Present exactly, and only, the lines running from the line that contains "pub fn affine(&self, x: Tensor<B, 4>)" through the end of the entries below.

### Records excerpted from a collection
● ● ● ● ● ● ●

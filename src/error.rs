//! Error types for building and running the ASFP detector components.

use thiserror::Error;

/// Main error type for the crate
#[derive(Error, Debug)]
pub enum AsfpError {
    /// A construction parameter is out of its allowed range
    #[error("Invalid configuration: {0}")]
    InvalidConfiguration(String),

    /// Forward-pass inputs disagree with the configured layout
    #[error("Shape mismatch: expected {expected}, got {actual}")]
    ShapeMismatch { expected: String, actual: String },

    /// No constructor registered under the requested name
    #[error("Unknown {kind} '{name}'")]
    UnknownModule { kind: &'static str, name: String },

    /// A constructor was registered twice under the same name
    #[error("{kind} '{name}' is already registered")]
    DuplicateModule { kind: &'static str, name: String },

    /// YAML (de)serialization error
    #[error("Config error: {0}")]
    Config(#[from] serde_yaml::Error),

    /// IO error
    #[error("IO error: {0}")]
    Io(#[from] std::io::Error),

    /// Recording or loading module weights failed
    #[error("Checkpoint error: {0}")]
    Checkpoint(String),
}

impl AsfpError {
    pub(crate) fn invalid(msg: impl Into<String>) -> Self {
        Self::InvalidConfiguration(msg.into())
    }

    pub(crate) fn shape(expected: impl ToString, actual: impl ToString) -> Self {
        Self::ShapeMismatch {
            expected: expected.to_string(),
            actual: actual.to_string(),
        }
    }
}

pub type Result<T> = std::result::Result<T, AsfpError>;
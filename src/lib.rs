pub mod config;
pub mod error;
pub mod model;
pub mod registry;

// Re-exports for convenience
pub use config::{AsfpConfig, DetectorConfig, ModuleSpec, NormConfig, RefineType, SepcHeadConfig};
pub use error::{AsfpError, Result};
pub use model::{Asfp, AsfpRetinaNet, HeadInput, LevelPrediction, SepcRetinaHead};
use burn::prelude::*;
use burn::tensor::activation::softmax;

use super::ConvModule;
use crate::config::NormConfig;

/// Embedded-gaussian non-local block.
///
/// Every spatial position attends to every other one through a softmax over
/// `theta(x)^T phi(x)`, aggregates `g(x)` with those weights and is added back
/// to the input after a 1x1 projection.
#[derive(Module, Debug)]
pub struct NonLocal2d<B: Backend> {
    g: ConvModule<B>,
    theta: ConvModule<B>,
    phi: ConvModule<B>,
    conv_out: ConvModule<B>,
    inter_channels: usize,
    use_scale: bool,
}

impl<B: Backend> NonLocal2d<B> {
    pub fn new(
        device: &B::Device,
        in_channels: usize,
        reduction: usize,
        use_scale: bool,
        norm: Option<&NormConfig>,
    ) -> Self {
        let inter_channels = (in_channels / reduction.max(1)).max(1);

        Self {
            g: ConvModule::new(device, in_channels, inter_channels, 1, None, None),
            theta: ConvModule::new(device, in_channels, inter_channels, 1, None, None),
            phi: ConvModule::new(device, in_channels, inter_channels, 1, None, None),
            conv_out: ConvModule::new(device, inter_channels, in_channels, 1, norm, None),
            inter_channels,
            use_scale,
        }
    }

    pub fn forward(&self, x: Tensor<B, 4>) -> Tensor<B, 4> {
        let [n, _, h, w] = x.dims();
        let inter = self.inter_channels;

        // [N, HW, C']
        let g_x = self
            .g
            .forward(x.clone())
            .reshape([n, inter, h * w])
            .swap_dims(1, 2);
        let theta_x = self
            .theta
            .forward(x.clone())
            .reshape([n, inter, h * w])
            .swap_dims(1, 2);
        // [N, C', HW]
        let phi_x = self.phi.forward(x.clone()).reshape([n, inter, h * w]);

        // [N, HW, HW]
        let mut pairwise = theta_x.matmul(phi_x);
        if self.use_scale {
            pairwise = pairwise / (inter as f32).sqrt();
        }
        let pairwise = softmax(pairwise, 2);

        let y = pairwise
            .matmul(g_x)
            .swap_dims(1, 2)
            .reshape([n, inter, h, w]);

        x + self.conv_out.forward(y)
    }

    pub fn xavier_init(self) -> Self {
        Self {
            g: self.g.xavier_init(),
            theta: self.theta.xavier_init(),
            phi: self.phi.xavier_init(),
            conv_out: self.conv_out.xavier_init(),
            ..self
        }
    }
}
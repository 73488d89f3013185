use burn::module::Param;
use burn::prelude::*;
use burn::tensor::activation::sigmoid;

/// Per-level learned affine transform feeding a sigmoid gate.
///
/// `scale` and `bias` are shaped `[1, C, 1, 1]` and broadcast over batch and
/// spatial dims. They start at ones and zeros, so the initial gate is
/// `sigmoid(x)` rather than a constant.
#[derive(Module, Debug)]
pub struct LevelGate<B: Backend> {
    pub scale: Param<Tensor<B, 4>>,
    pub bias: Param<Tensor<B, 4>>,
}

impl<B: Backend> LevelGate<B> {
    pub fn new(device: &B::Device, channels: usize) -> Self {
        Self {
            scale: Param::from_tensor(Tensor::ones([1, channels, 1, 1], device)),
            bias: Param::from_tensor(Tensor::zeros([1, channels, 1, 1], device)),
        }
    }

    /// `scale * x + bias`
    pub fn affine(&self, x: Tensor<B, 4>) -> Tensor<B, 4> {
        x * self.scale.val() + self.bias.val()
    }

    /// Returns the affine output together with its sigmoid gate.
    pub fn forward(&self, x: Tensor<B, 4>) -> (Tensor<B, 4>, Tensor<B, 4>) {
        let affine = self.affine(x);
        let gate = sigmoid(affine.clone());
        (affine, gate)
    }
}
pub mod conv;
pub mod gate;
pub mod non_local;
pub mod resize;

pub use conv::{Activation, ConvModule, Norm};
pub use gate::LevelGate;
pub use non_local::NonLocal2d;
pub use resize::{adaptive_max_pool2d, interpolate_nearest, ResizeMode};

● ● ● ● ● ● ●

### Response
    pub fn affine(&self, x: Tensor<B, 4>) -> Tensor<B, 4> {
        x * self.scale.val() + self.bias.val()
    }

    /// Returns the affine output together with its sigmoid gate.
    pub fn forward(&self, x: Tensor<B, 4>) -> (Tensor<B, 4>, Tensor<B, 4>) {
        let affine = self.affine(x);
        let gate = sigmoid(affine.clone());
        (affine, gate)
    }
}
pub mod conv;
pub mod gate;
pub mod non_local;
pub mod resize;

pub use conv::{Activation, ConvModule, Norm};
pub use gate::LevelGate;
pub use non_local::NonLocal2d;
pub use resize::{adaptive_max_pool2d, interpolate_nearest, ResizeMode};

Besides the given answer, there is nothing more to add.